Sopa quente, café, pão. Talvez mais alguma coisa. À porta da Casa dos Irmãos Albertinos, em Lviv, há sempre alguém à espera, há sempre uma mão estendida. A casa, amarela, é bem conhecida em toda a cidade. A guerra na Ucrânia veio aumentar ainda mais o número dos pobres, dos sem-abrigo, dos que precisam de ajuda para sobreviver. Os tempos estão muito difíceis, mas a porta continua sempre aberta para, como nos diz o Irmão Bernard, “mostrar que a vida é mais forte do que a morte” …

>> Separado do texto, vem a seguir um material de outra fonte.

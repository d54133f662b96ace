//! Fixtures shared by the unit and integration test suites: a canned seL4
//! info record and a builder for small but well-formed x86-64 ELF images.
//!
//! This lives in the crate proper (rather than under `#[cfg(test)]`) so the
//! integration tests can drive the full pipeline against the same fixtures
//! the unit tests use.

use crate::context::{Context, Options};
use crate::elf::ElfImage;
use crate::sel4::SeL4Info;
use indexmap::IndexMap;

pub const TEST_INFO_JSON: &str = r#"{
  "arch": "x86_64",
  "endianness": "little",
  "literals": {
    "seL4_PageBits": 12,
    "seL4_SlotBits": 5,
    "seL4_WordBits": 64,
    "sizeof(int)": 4,
    "offsetof(auxv_t, a_un)": 8,
    "AT_NULL": 0,
    "AT_SEL4_IPC_BUFFER_PTR": 34,
    "AT_SYSINFO": 32
  },
  "object_sizes": {
    "seL4_TCBObject": 11,
    "seL4_EndpointObject": 4,
    "seL4_CapTableObject": 5,
    "seL4_X64_PML4Object": 12,
    "seL4_X86_PDPTObject": 12,
    "seL4_X86_PageDirectoryObject": 12,
    "seL4_X86_PageTableObject": 12,
    "seL4_X86_4K": 12
  }
}"#;

pub fn test_info() -> SeL4Info {
    serde_json::from_str(TEST_INFO_JSON).expect("fixture json parses")
}

pub fn test_context() -> Context {
    Context::new(
        test_info(),
        Options {
            config_path: "config.yaml".into(),
            startup_threads_paths: IndexMap::new(),
            output_header_path: "out/tailspring_generated.hpp".into(),
            output_obj_path: "out/startup_threads.o".into(),
        },
    )
    .expect("fixture info is supported")
}

/// One load segment of a fixture binary.
pub struct Segment {
    pub vaddr: u64,
    pub data: Vec<u8>,
    pub mem_size: u64,
}

/// Builds a minimal 64-bit little-endian ELF: load segments, an entry
/// point, and optionally a symbol table. Just enough structure for the
/// parser; nothing here is runnable.
#[derive(Default)]
pub struct ElfFixture {
    entry: u64,
    segments: Vec<Segment>,
    symbols: Vec<(String, u64)>,
}

const EHDR_LEN: usize = 64;
const PHDR_LEN: usize = 56;
const SHDR_LEN: usize = 64;
const SYM_LEN: usize = 24;

impl ElfFixture {
    pub fn new() -> ElfFixture {
        ElfFixture::default()
    }

    pub fn entry(mut self, entry: u64) -> ElfFixture {
        self.entry = entry;
        self
    }

    pub fn segment(mut self, segment: Segment) -> ElfFixture {
        self.segments.push(segment);
        self
    }

    pub fn symbol(mut self, name: &str, value: u64) -> ElfFixture {
        self.symbols.push((name.to_string(), value));
        self
    }

    pub fn image(self, name: &str) -> ElfImage {
        ElfImage::from_bytes(name, self.build())
    }

    pub fn build(self) -> Vec<u8> {
        let phoff = EHDR_LEN;
        let mut data_off = phoff + PHDR_LEN * self.segments.len();

        // Program headers and their data blobs.
        let mut phdrs: Vec<u8> = Vec::new();
        let mut blobs: Vec<u8> = Vec::new();
        for segment in &self.segments {
            phdrs.extend_from_slice(&1u32.to_le_bytes()); // p_type = PT_LOAD
            phdrs.extend_from_slice(&7u32.to_le_bytes()); // p_flags = rwx
            phdrs.extend_from_slice(&(data_off as u64).to_le_bytes());
            phdrs.extend_from_slice(&segment.vaddr.to_le_bytes());
            phdrs.extend_from_slice(&segment.vaddr.to_le_bytes()); // p_paddr
            phdrs.extend_from_slice(&(segment.data.len() as u64).to_le_bytes());
            phdrs.extend_from_slice(&segment.mem_size.to_le_bytes());
            phdrs.extend_from_slice(&0x1000u64.to_le_bytes()); // p_align
            blobs.extend_from_slice(&segment.data);
            data_off += segment.data.len();
        }

        // Optional .symtab/.strtab/.shstrtab plus the null section.
        let mut sections: Vec<u8> = Vec::new();
        let mut shdrs: Vec<u8> = Vec::new();
        let (shoff, shnum, shstrndx);
        if self.symbols.is_empty() {
            shoff = 0;
            shnum = 0;
            shstrndx = 0;
        } else {
            // Symbol entries want 8-byte alignment in the file.
            let mut cursor = data_off;
            let symtab_pad = cursor.wrapping_neg() % 8;
            sections.resize(symtab_pad, 0);
            cursor += symtab_pad;

            let symtab_off = cursor;
            let mut strtab = vec![0u8];
            let mut symtab = vec![0u8; SYM_LEN]; // null symbol
            for (name, value) in &self.symbols {
                let name_off = strtab.len() as u32;
                strtab.extend_from_slice(name.as_bytes());
                strtab.push(0);
                symtab.extend_from_slice(&name_off.to_le_bytes());
                symtab.push(0); // st_info
                symtab.push(0); // st_other
                symtab.extend_from_slice(&1u16.to_le_bytes()); // st_shndx
                symtab.extend_from_slice(&value.to_le_bytes());
                symtab.extend_from_slice(&0u64.to_le_bytes()); // st_size
            }
            sections.extend_from_slice(&symtab);
            cursor += symtab.len();

            let strtab_off = cursor;
            sections.extend_from_slice(&strtab);
            cursor += strtab.len();

            let shstrtab: &[u8] = b"\0.symtab\0.strtab\0.shstrtab\0";
            let shstrtab_off = cursor;
            sections.extend_from_slice(shstrtab);
            cursor += shstrtab.len();

            shoff = cursor;
            shnum = 4u16;
            shstrndx = 3u16;
            shdrs.extend_from_slice(&[0u8; SHDR_LEN]); // null section
            shdrs.extend_from_slice(&section_header(
                1, // ".symtab" in shstrtab
                2, // SHT_SYMTAB
                symtab_off as u64,
                symtab.len() as u64,
                2, // link: .strtab
                SYM_LEN as u64,
            ));
            shdrs.extend_from_slice(&section_header(
                9, // ".strtab"
                3, // SHT_STRTAB
                strtab_off as u64,
                strtab.len() as u64,
                0,
                0,
            ));
            shdrs.extend_from_slice(&section_header(
                17, // ".shstrtab"
                3,
                shstrtab_off as u64,
                shstrtab.len() as u64,
                0,
                0,
            ));
        }

        let mut elf: Vec<u8> = Vec::new();
        elf.extend_from_slice(&[0x7f, b'E', b'L', b'F', 2, 1, 1, 0]);
        elf.extend_from_slice(&[0u8; 8]);
        elf.extend_from_slice(&2u16.to_le_bytes()); // e_type = EXEC
        elf.extend_from_slice(&62u16.to_le_bytes()); // e_machine = x86-64
        elf.extend_from_slice(&1u32.to_le_bytes()); // e_version
        elf.extend_from_slice(&self.entry.to_le_bytes());
        elf.extend_from_slice(&(phoff as u64).to_le_bytes());
        elf.extend_from_slice(&(shoff as u64).to_le_bytes());
        elf.extend_from_slice(&0u32.to_le_bytes()); // e_flags
        elf.extend_from_slice(&(EHDR_LEN as u16).to_le_bytes());
        elf.extend_from_slice(&(PHDR_LEN as u16).to_le_bytes());
        elf.extend_from_slice(&(self.segments.len() as u16).to_le_bytes());
        elf.extend_from_slice(&(SHDR_LEN as u16).to_le_bytes());
        elf.extend_from_slice(&shnum.to_le_bytes());
        elf.extend_from_slice(&shstrndx.to_le_bytes());
        debug_assert_eq!(elf.len(), EHDR_LEN);

        elf.extend_from_slice(&phdrs);
        elf.extend_from_slice(&blobs);
        elf.extend_from_slice(&sections);
        elf.extend_from_slice(&shdrs);
        elf
    }
}

fn section_header(
    name: u32,
    sh_type: u32,
    offset: u64,
    size: u64,
    link: u32,
    entsize: u64,
) -> Vec<u8> {
    let mut shdr: Vec<u8> = Vec::new();
    shdr.extend_from_slice(&name.to_le_bytes());
    shdr.extend_from_slice(&sh_type.to_le_bytes());
    shdr.extend_from_slice(&0u64.to_le_bytes()); // sh_flags
    shdr.extend_from_slice(&0u64.to_le_bytes()); // sh_addr
    shdr.extend_from_slice(&offset.to_le_bytes());
    shdr.extend_from_slice(&size.to_le_bytes());
    shdr.extend_from_slice(&link.to_le_bytes());
    shdr.extend_from_slice(&0u32.to_le_bytes()); // sh_info
    shdr.extend_from_slice(&1u64.to_le_bytes()); // sh_addralign
    shdr.extend_from_slice(&entsize.to_le_bytes());
    debug_assert_eq!(shdr.len(), SHDR_LEN);
    shdr
}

A fila é grande. São homens e mulheres a quem, por vezes, já se perdeu a idade. São pessoas com olhares gastos, cinzentos, apagados. São pessoas com os rostos enrugados, com vidas duras. Muitos são sem-abrigo, outros, tendo casa, nada têm para comer. O Irmão Bernard é um destes homens consagrados que assumiram a missão de olhar pelos últimos da sociedade. A fila à porta da casa amarela dos Irmãos Albertinos em Lviv é sempre grande. Mas desde que a guerra começou na Ucrânia, com a invasão das tropas russas em 24 de Fevereiro de 2022, que tem aumentado o número dos que procuram ali sossegar o estômago nem que seja apenas com uma sopa e um naco de pão. No Inverno, quando as temperaturas ficam escandalosamente muitos graus abaixo de zero, parece que se acentuam ainda mais os sinais que identificam os pobres e os indigentes de Lviv. O frio empobrece as pessoas. É por isso que lá dentro da casa dos Irmãos Albertinos o vapor do quente da panela da sopa ou o aroma do café parecem, para quem está cá fora na fila, uma verdadeira promessa de banquete. O Irmão Bernard conhece a maior parte dos que acorrem ao abrigo desta congregação. Ele próprio diz que eles “são como uma equipa de emergência, de primeiros-socorros”. Apesar disso, apesar de estar ali há anos a fazer todos os dias quase sempre os mesmos gestos, a distribuir comida, a sossegar a fome, o seu olhar ainda se comove com a miséria, com os que não têm nada, com os que vivem na maior indigência. Esses, que são os últimos da sociedade, são a razão de ser destes irmãos. É para eles que trabalham, que se levantam todos os dias, é para eles que mobilizam boas vontades para terem sempre pelo menos uma panela a fumegar ao lume. É para eles que vivem. “O homem da rua, com problemas, alguém que está com frio, alguém que passa fome, é o nosso dia-a-dia. É para isso que estamos aqui”, explica-nos.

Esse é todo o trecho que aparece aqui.